Por Christian M. De Britto (FATEV-Curitiba)
Dimas Floriani nasceu em 1950 na região do Vale do Itajaí, Santa Catarina, na então recém-criada localidade de Rio dos Cedros. É filho de descendentes italianos trentinos que lá chegaram no final do século XIX. Filho de mãe camponesa, de origem ítalo-austríaca, que diligentemente geria a casa e atendia as demandas de seus 10 filhos. Seu pai foi autodidata e exercia a função de “guarda livros”, providenciando a contabilidade de pequenas indústrias da região. Admirador de Leonel Brizola, envolveu-se no campo político chegando a ser prefeito da localidade no início da década de 1960.
Enquanto descobria, pelo contexto paterno, as práticas presentes no campo político, marcado por estratégias antagônicas que influenciavam o ethos local e definiam até mesmo os ânimos das torcidas dos clubes de futebol da região, aprendia com a mãe as responsabilidades inerentes à economia de subsistência, comumente praticadas pelos demais colonos. Iniciou seus estudos em meio ao rígido processo disciplinar, normatizador de hábitos, praticado pelas freiras catequistas segundo a tradição da Igreja Católica Romana. Em observação a um conselho paterno, escolheu cedo o caminho que deveria seguir, entre “a enxada e o livro”, optou por este – uma vez que naquele contexto a enxada poderia não lhe garantir um futuro. Estudou dois anos em um seminário da Ordem dos Salesianos, onde teve contato tanto com ideias modernizadoras propostas por Dom Bosco, quanto com o pensamento Gramsciano da escola do trabalho. Cursou o ginásio no Colégio Rui Barbosa, tendo acesso a professores excelentes, muitos deles ex-seminaristas, educados na França sob a influência de ideias de Marcelino Champagnat. Foi neste contexto que descobriu o amor pelos livros, desenvolvendo o autodidatismo – que daí em diante o levaria a buscar conhecer sempre mais do que recebia pela educação formal. Nos estudos realizados no Colégio Dom Pedro II, definiu-se pelos estudos clássicos afirmando sua preferência pelas humanidades. Ali, enquanto trabalhava durante o dia como topógrafo para se manter, já com 14 anos de idade e morador da cidade de Blumenau, vivenciou o clima político do Golpe de 1964.

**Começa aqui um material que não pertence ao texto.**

//! Structured tasks: every job task applies the fail-fast rule itself under
//! the group lock, and the supervisor only awaits the tasks.

use super::{Ledger, LaunchedJob, cancel_group, job_finished, job_started, reap_after_error};
use crate::Result;
use crate::group::JobGroup;
use crate::job::{ExitReport, JobId};
use crate::process::ProcessHandle;
use std::sync::Arc;
use tokio::sync::Mutex;
use tokio::task::JoinSet;
use tracing::debug;

pub(super) async fn run(launched: Vec<LaunchedJob>, mut ledger: Ledger) -> Ledger {
  let group = Arc::new(Mutex::new(JobGroup::new()));
  let mut tasks = JoinSet::new();

  for job in launched {
    tasks.spawn(supervise(job.id, job.handle, group.clone()));
  }

  while let Some(joined) = tasks.join_next().await {
    match joined {
      Ok((id, Ok(report))) => ledger.record(id, report),
      Ok((_, Err(e))) => ledger.fail(e),
      Err(e) => {
        // Процесс упавшей задачи убит через kill_on_drop, остальных останавливаем
        cancel_group(&mut *group.lock().await, "a panicked job task");
        ledger.fail(e.into());
      }
    }
  }

  ledger.set_cancelled(group.lock().await.is_cancelled());
  ledger
}

async fn supervise(
  id: JobId,
  mut handle: Box<dyn ProcessHandle>,
  group: Arc<Mutex<JobGroup>>,
) -> (JobId, Result<ExitReport>) {
  debug!("Job {} started (pid {})", id, handle.pid());
  job_started(&mut *group.lock().await, id, handle.terminator());

  let report = match handle.wait().await {
    Ok(report) => {
      job_finished(&mut *group.lock().await, id, report.is_failure()).map(|()| report)
    }
    Err(e) => {
      // Ошибка ожидания важнее возможного нарушения протокола
      let _ = job_finished(&mut *group.lock().await, id, true);
      reap_after_error(id, handle.as_mut()).await;
      Err(e)
    }
  };

  (id, report)
}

Em 1969, com a ajuda de familiares, mudou-se para Curitiba, no Paraná. Foi quando ingressou no curso de Direito na UFPR, enquanto trabalhava em um escritório no período da tarde de modo a garantir seu sustento. Graças à destreza adquirida desde tenra idade na máquina de datilografia do pai, conseguia concluir suas responsabilidades rapidamente e com excelência, o que lhe permitia investir o tempo restante em meio aos livros da Biblioteca Pública do Paraná. Em um período de dois anos, seu apetite o levou a registrar a leitura de aproximadamente 300 livros. Nutrido por ideais de defesa aos mais pobres, motivo que o levou ao estudo do Direito, juntamente com sentimentos anti-ditadura militar e uma desconfiança acerca de instituições totalizantes, se envolveu na militância política e municiou-se de conhecimento participando de grupos de estudos de filosofia existencialista e marxiana, acessando também ideias de Trotsky e Mao Tsé-Tung, com colegas do Centro Acadêmico Hugo Simas – cuja fundação remonta à década de 1930. Por causa dos mecanismos de repressão e controle vigentes, se viu obrigado a trancar o curso de Direito.

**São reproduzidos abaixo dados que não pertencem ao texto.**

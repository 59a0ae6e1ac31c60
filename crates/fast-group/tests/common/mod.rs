//! Shared launchers for the integration tests

#![allow(dead_code)]

use async_trait::async_trait;
use fast_group_core::{
  Backend, ExecutorSettings, ExitReport, GroupError, JobId, JobSpec, JobStatus, Launcher,
  ProcessHandle, Result, SystemLauncher, Terminate,
};
use std::sync::{Arc, Mutex};
use std::time::Duration;
use tokio::sync::Notify;
use tokio::time::Instant;

pub const BACKENDS: [Backend; 3] = [Backend::Queue, Backend::Tasks, Backend::Poll];

pub fn settings(backend: Backend) -> ExecutorSettings {
  ExecutorSettings {
    backend,
    poll_interval: Duration::from_millis(20),
    ..ExecutorSettings::default()
  }
}

/// `sh -c` job that sleeps, then exits with `code`.
pub fn job(name: &str, code: i32, sleep: f64) -> JobSpec {
  JobSpec::shell(
    "echo \"$0 start\"; sleep $2; echo \"$0 end\"; exit $1",
    &[name, &code.to_string(), &sleep.to_string()],
  )
}

/// Job ids in the order they were logged.
#[derive(Clone, Default)]
pub struct JobLog(Arc<Mutex<Vec<JobId>>>);

impl JobLog {
  pub fn push(&self, id: JobId) {
    self.0.lock().unwrap().push(id);
  }

  pub fn requests(&self) -> Vec<JobId> {
    self.0.lock().unwrap().clone()
  }

  pub fn count_for(&self, id: JobId) -> usize {
    self.requests().iter().filter(|logged| **logged == id).count()
  }
}

/// Real processes, with every termination request recorded.
#[derive(Default)]
pub struct RecordingLauncher {
  inner: SystemLauncher,
  pub log: JobLog,
  pub pids: Mutex<Vec<u32>>,
}

impl Launcher for RecordingLauncher {
  fn launch(
    &self,
    id: JobId,
    spec: &JobSpec,
    capture_output: bool,
  ) -> Result<Box<dyn ProcessHandle>> {
    let inner = self.inner.launch(id, spec, capture_output)?;
    self.pids.lock().unwrap().push(inner.pid());
    let terminator = Arc::new(Recorded {
      id,
      inner: inner.terminator(),
      log: self.log.clone(),
    });
    Ok(Box::new(RecordedHandle { inner, terminator }))
  }
}

struct Recorded {
  id: JobId,
  inner: Arc<dyn Terminate>,
  log: JobLog,
}

impl Terminate for Recorded {
  fn terminate(&self) -> Result<()> {
    self.log.push(self.id);
    self.inner.terminate()
  }
}

struct RecordedHandle {
  inner: Box<dyn ProcessHandle>,
  terminator: Arc<Recorded>,
}

#[async_trait]
impl ProcessHandle for RecordedHandle {
  fn pid(&self) -> u32 {
    self.inner.pid()
  }

  fn terminator(&self) -> Arc<dyn Terminate> {
    self.terminator.clone()
  }

  async fn wait(&mut self) -> Result<ExitReport> {
    self.inner.wait().await
  }

  async fn try_wait(&mut self) -> Result<Option<ExitReport>> {
    self.inner.try_wait().await
  }
}

/// How a scripted job ends when nobody terminates it first.
#[derive(Debug, Clone, Copy)]
pub enum Scripted {
  Exit(i32),
  WaitError,
}

/// Launcher without processes: each job ends after a fixed delay unless
/// it is terminated first.
pub struct FakeLauncher {
  scripts: Vec<(Duration, Scripted)>,
  pub log: JobLog,
  /// Jobs whose handle reported a final state, in that order.
  pub reaped: JobLog,
}

impl FakeLauncher {
  pub fn new(scripts: Vec<(Duration, Scripted)>) -> Self {
    Self {
      scripts,
      log: JobLog::default(),
      reaped: JobLog::default(),
    }
  }

  pub fn jobs(&self) -> Vec<JobSpec> {
    (0..self.scripts.len())
      .map(|n| JobSpec::new([format!("fake-{}", n)]))
      .collect()
  }
}

impl Launcher for FakeLauncher {
  fn launch(
    &self,
    id: JobId,
    spec: &JobSpec,
    _capture_output: bool,
  ) -> Result<Box<dyn ProcessHandle>> {
    let (delay, scripted) = *self
      .scripts
      .get(id.0)
      .ok_or_else(|| GroupError::Launch {
        command: spec.display(),
        reason: "no script".to_string(),
      })?;

    Ok(Box::new(FakeHandle {
      id,
      deadline: Instant::now() + delay,
      scripted,
      wait_failed: false,
      reaped: self.reaped.clone(),
      terminator: Arc::new(FakeTerminator {
        id,
        fired_at: Mutex::new(None),
        notify: Notify::new(),
        log: self.log.clone(),
      }),
    }))
  }
}

struct FakeTerminator {
  id: JobId,
  fired_at: Mutex<Option<Instant>>,
  notify: Notify,
  log: JobLog,
}

impl Terminate for FakeTerminator {
  fn terminate(&self) -> Result<()> {
    self.log.push(self.id);
    let mut fired_at = self.fired_at.lock().unwrap();
    if fired_at.is_none() {
      *fired_at = Some(Instant::now());
      self.notify.notify_one();
    }
    Ok(())
  }
}

struct FakeHandle {
  id: JobId,
  deadline: Instant,
  scripted: Scripted,
  wait_failed: bool,
  reaped: JobLog,
  terminator: Arc<FakeTerminator>,
}

impl FakeHandle {
  /// The wait error is reported once; waiting again finds the job dead.
  fn scripted_report(&mut self) -> Result<ExitReport> {
    match self.scripted {
      Scripted::Exit(code) => Ok(self.reap(ExitReport {
        status: JobStatus::Exited(code),
        code,
        output: None,
      })),
      Scripted::WaitError if !self.wait_failed => {
        self.wait_failed = true;
        Err(GroupError::Wait {
          id: self.id,
          reason: "scripted wait failure".to_string(),
        })
      }
      Scripted::WaitError => Ok(self.reap(Self::killed())),
    }
  }

  fn reap(&self, report: ExitReport) -> ExitReport {
    self.reaped.push(self.id);
    report
  }

  fn killed() -> ExitReport {
    ExitReport {
      status: JobStatus::Killed,
      code: -15,
      output: None,
    }
  }
}

#[async_trait]
impl ProcessHandle for FakeHandle {
  fn pid(&self) -> u32 {
    10_000 + self.id.0 as u32
  }

  fn terminator(&self) -> Arc<dyn Terminate> {
    self.terminator.clone()
  }

  async fn wait(&mut self) -> Result<ExitReport> {
    let terminator = self.terminator.clone();
    tokio::select! {
      _ = tokio::time::sleep_until(self.deadline) => self.scripted_report(),
      _ = terminator.notify.notified() => Ok(self.reap(Self::killed())),
    }
  }

  async fn try_wait(&mut self) -> Result<Option<ExitReport>> {
    // A job that exited before the request keeps its scripted exit
    let fired_at = *self.terminator.fired_at.lock().unwrap();
    if matches!(fired_at, Some(at) if at < self.deadline) {
      return Ok(Some(self.reap(Self::killed())));
    }
    if Instant::now() >= self.deadline {
      return self.scripted_report().map(Some);
    }
    Ok(None)
  }
}
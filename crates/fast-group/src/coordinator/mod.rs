//! Fail-fast execution of one job group
//!
//! [`Coordinator::execute`] launches every job, watches them through the
//! configured [`Backend`], and as soon as the first job exits with a
//! non-zero code terminates every sibling that is still live. It returns
//! only after all jobs, killed ones included, have reached a terminal state.
//!
//! A launch error aborts the call: jobs launched so far are terminated and
//! waited out before the error is returned. A failing job is not an error,
//! it shows up in the [`ExecutionResult`].

mod poll;
mod queue;
mod tasks;

use crate::config::{Backend, ExecutorSettings};
use crate::group::JobGroup;
use crate::job::{ExecutionResult, ExitReport, JobId, JobOutcome, JobSpec};
use crate::process::{Launcher, ProcessHandle, SystemLauncher, Terminate};
use crate::{GroupError, Result};
use std::sync::Arc;
use std::time::{Duration, Instant};
use tracing::{debug, info, warn};

/// How long a job whose wait failed is given to be reaped after termination.
const REAP_TIMEOUT: Duration = Duration::from_secs(2);

/// Called with each job's outcome as soon as the job is known to be done.
pub type FinishHook = Arc<dyn Fn(&JobOutcome) + Send + Sync>;

pub struct Coordinator {
  settings: ExecutorSettings,
  launcher: Arc<dyn Launcher>,
  on_finish: Option<FinishHook>,
}

impl Coordinator {
  /// Construct a coordinator spawning real processes.
  pub fn new(settings: ExecutorSettings) -> Self {
    let launcher = Arc::new(SystemLauncher::new(settings.kill_signal));
    Self::with_launcher(settings, launcher)
  }

  pub fn with_launcher(settings: ExecutorSettings, launcher: Arc<dyn Launcher>) -> Self {
    Self {
      settings,
      launcher,
      on_finish: None,
    }
  }

  pub fn on_finish<F>(mut self, hook: F) -> Self
  where
    F: Fn(&JobOutcome) + Send + Sync + 'static,
  {
    self.on_finish = Some(Arc::new(hook));
    self
  }

  /// Run `jobs` to completion under the fail-fast rule.
  pub async fn execute(&self, jobs: &[JobSpec]) -> Result<ExecutionResult> {
    let launched = self.launch_all(jobs).await?;
    info!(
      "Launched {} job(s) with {} backend",
      launched.len(),
      self.settings.backend
    );

    let ledger = Ledger::new(&launched, self.on_finish.clone());
    let ledger = match self.settings.backend {
      Backend::Queue => queue::run(launched, ledger).await,
      Backend::Tasks => tasks::run(launched, ledger).await,
      Backend::Poll => poll::run(launched, ledger, self.settings.poll_interval).await,
    };

    let result = ledger.into_result()?;
    info!(
      "Job group drained: {} job(s), cancelled: {}",
      result.outcomes.len(),
      result.cancelled
    );
    Ok(result)
  }

  async fn launch_all(&self, jobs: &[JobSpec]) -> Result<Vec<LaunchedJob>> {
    let mut launched = Vec::with_capacity(jobs.len());

    for (index, spec) in jobs.iter().enumerate() {
      let id = JobId(index);
      match self.launcher.launch(id, spec, self.settings.capture_output) {
        Ok(handle) => launched.push(LaunchedJob {
          id,
          spec: spec.clone(),
          handle,
          started_at: Instant::now(),
        }),
        Err(e) => {
          warn!(
            "Launch of job {} failed, stopping {} already running",
            id,
            launched.len()
          );
          abort_launch(launched).await;
          return Err(e);
        }
      }
    }

    Ok(launched)
  }
}

/// Terminate and reap jobs started before a launch error.
async fn abort_launch(launched: Vec<LaunchedJob>) {
  for job in &launched {
    request_termination(job.id, job.handle.terminator().as_ref());
  }
  for mut job in launched {
    if let Err(e) = job.handle.wait().await {
      warn!("Job {} could not be reaped after launch error: {}", job.id, e);
    }
  }
}

pub(crate) struct LaunchedJob {
  pub(crate) id: JobId,
  pub(crate) spec: JobSpec,
  pub(crate) handle: Box<dyn ProcessHandle>,
  pub(crate) started_at: Instant,
}

/// `Started` handling shared by every backend. The caller holds the group.
///
/// A job that shows up after cancellation was triggered is terminated right
/// away, otherwise it would outlive the failure that should have stopped it.
pub(crate) fn job_started(group: &mut JobGroup, id: JobId, terminator: Arc<dyn Terminate>) {
  if group.is_cancelled() {
    debug!("Job {} started after cancellation, terminating", id);
    request_termination(id, terminator.as_ref());
  }
  group.register(id, terminator);
}

/// `Finished` handling shared by every backend: unregister, then apply the
/// fail-fast rule. The caller holds the group, so the flag flip and the
/// victim snapshot are one step.
pub(crate) fn job_finished(group: &mut JobGroup, id: JobId, failed: bool) -> Result<()> {
  if group.unregister(id).is_none() {
    cancel_group(group, &format!("unexpected finish of job {}", id));
    return Err(GroupError::Protocol(format!(
      "finished event for job {} which is not live",
      id
    )));
  }

  // The finished job is already out of the live set, so it is never a victim
  if failed {
    cancel_group(group, &format!("failure of job {}", id));
  }

  Ok(())
}

/// Triggers cancellation unless someone already did, terminating the live set.
pub(crate) fn cancel_group(group: &mut JobGroup, cause: &str) {
  let victims = group.trigger_cancellation();
  if victims.is_empty() {
    return;
  }

  info!(
    "Cancelling after {}: terminating {} sibling(s) {:?}",
    cause,
    victims.len(),
    victims.iter().map(|(id, _)| *id).collect::<Vec<_>>()
  );
  for (id, terminator) in &victims {
    request_termination(*id, terminator.as_ref());
  }
}

/// Terminate a job whose wait failed and try once more to reap it.
///
/// Past [`REAP_TIMEOUT`] the process is left to `kill_on_drop`.
pub(crate) async fn reap_after_error(id: JobId, handle: &mut dyn ProcessHandle) {
  request_termination(id, handle.terminator().as_ref());
  match tokio::time::timeout(REAP_TIMEOUT, handle.wait()).await {
    Ok(Ok(report)) => debug!("Job {} reaped after wait error: {}", id, report.status),
    Ok(Err(e)) => warn!("Job {} could not be reaped after wait error: {}", id, e),
    Err(_) => warn!(
      "Job {} not reaped within {:?}, leaving it to kill_on_drop",
      id, REAP_TIMEOUT
    ),
  }
}

pub(crate) fn request_termination(id: JobId, terminator: &dyn Terminate) {
  if let Err(e) = terminator.terminate() {
    // Результат тот же: процесс больше не работает
    debug!("Termination request for job {} failed: {}", id, e);
  }
}

/// Collects per-job outcomes and the first internal error.
pub(crate) struct Ledger {
  slots: Vec<Slot>,
  on_finish: Option<FinishHook>,
  error: Option<GroupError>,
  cancelled: bool,
}

struct Slot {
  spec: JobSpec,
  pid: u32,
  started_at: Instant,
  outcome: Option<JobOutcome>,
}

impl Ledger {
  fn new(launched: &[LaunchedJob], on_finish: Option<FinishHook>) -> Self {
    Self {
      slots: launched
        .iter()
        .map(|job| Slot {
          spec: job.spec.clone(),
          pid: job.handle.pid(),
          started_at: job.started_at,
          outcome: None,
        })
        .collect(),
      on_finish,
      error: None,
      cancelled: false,
    }
  }

  pub(crate) fn record(&mut self, id: JobId, report: ExitReport) {
    let Some(slot) = self.slots.get_mut(id.0) else {
      self.fail(GroupError::Protocol(format!("unknown job {}", id)));
      return;
    };
    if !report.status.is_terminal() {
      self.fail(GroupError::Protocol(format!(
        "job {} reported {} as its final state",
        id, report.status
      )));
      return;
    }

    if report.is_failure() {
      warn!("Job {} ({}) ended {}", id, slot.spec.display(), report.status);
    } else {
      debug!("Job {} ({}) ended {}", id, slot.spec.display(), report.status);
    }

    let outcome = JobOutcome {
      id,
      pid: slot.pid,
      command: slot.spec.command.clone(),
      status: report.status,
      exit_code: report.code,
      output: report.output,
      duration_ms: slot.started_at.elapsed().as_millis(),
    };
    if let Some(hook) = &self.on_finish {
      hook(&outcome);
    }
    slot.outcome = Some(outcome);
  }

  /// Keeps the first error; later ones are logged only.
  pub(crate) fn fail(&mut self, error: GroupError) {
    match &self.error {
      None => self.error = Some(error),
      Some(_) => warn!("Additional error while draining job group: {}", error),
    }
  }

  pub(crate) fn set_cancelled(&mut self, cancelled: bool) {
    self.cancelled = cancelled;
  }

  fn into_result(self) -> Result<ExecutionResult> {
    if let Some(error) = self.error {
      return Err(error);
    }

    let mut outcomes = Vec::with_capacity(self.slots.len());
    for (index, slot) in self.slots.into_iter().enumerate() {
      match slot.outcome {
        Some(outcome) => outcomes.push(outcome),
        None => {
          return Err(GroupError::Protocol(format!(
            "job {} never reported a terminal state",
            JobId(index)
          )));
        }
      }
    }

    Ok(ExecutionResult {
      outcomes,
      cancelled: self.cancelled,
    })
  }
}
use clap::Parser;
use fast_group::{Cli, run};

#[tokio::main]
async fn main() {
  match run(Cli::parse()).await {
    Ok(true) => {}
    Ok(false) => std::process::exit(1),
    Err(e) => {
      eprintln!("Error: {:#}", e);
      std::process::exit(1);
    }
  }
}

Em 1970, matriculou-se como estudante de Filosofia, mas no ano seguinte se viu mais uma vez obrigado a abandonar os estudos. Foi quando encontrou refúgio no ano seguinte, aos pés da magnífica cordilheira dos Andes, na bela cidade de Santiago de Chile, onde foi acolhido por organizações de apoio, a chamada “caixinha”. A partir dali, teve acesso a grupos de estudo, viveu em acampamentos com construção e comida coletiva, e colegas empenhados em servir moradores que viviam na realidade das favelas chilenas, experiência compreendida por seu olhar como um laboratório de luta de classes. Ainda no clima político-cultural do governo de Salvador Allende, iniciou estudos na Faculdade de Economia Política, onde teve acesso a membros da elite intelectual latino-americana. Nesse período, também teve a oportunidade de iniciar estudos da língua alemã. Mas seus estudos foram interrompidos novamente, desta vez pelo Golpe de 1973 no Chile, com a subida do General Augusto Pinochet ao poder.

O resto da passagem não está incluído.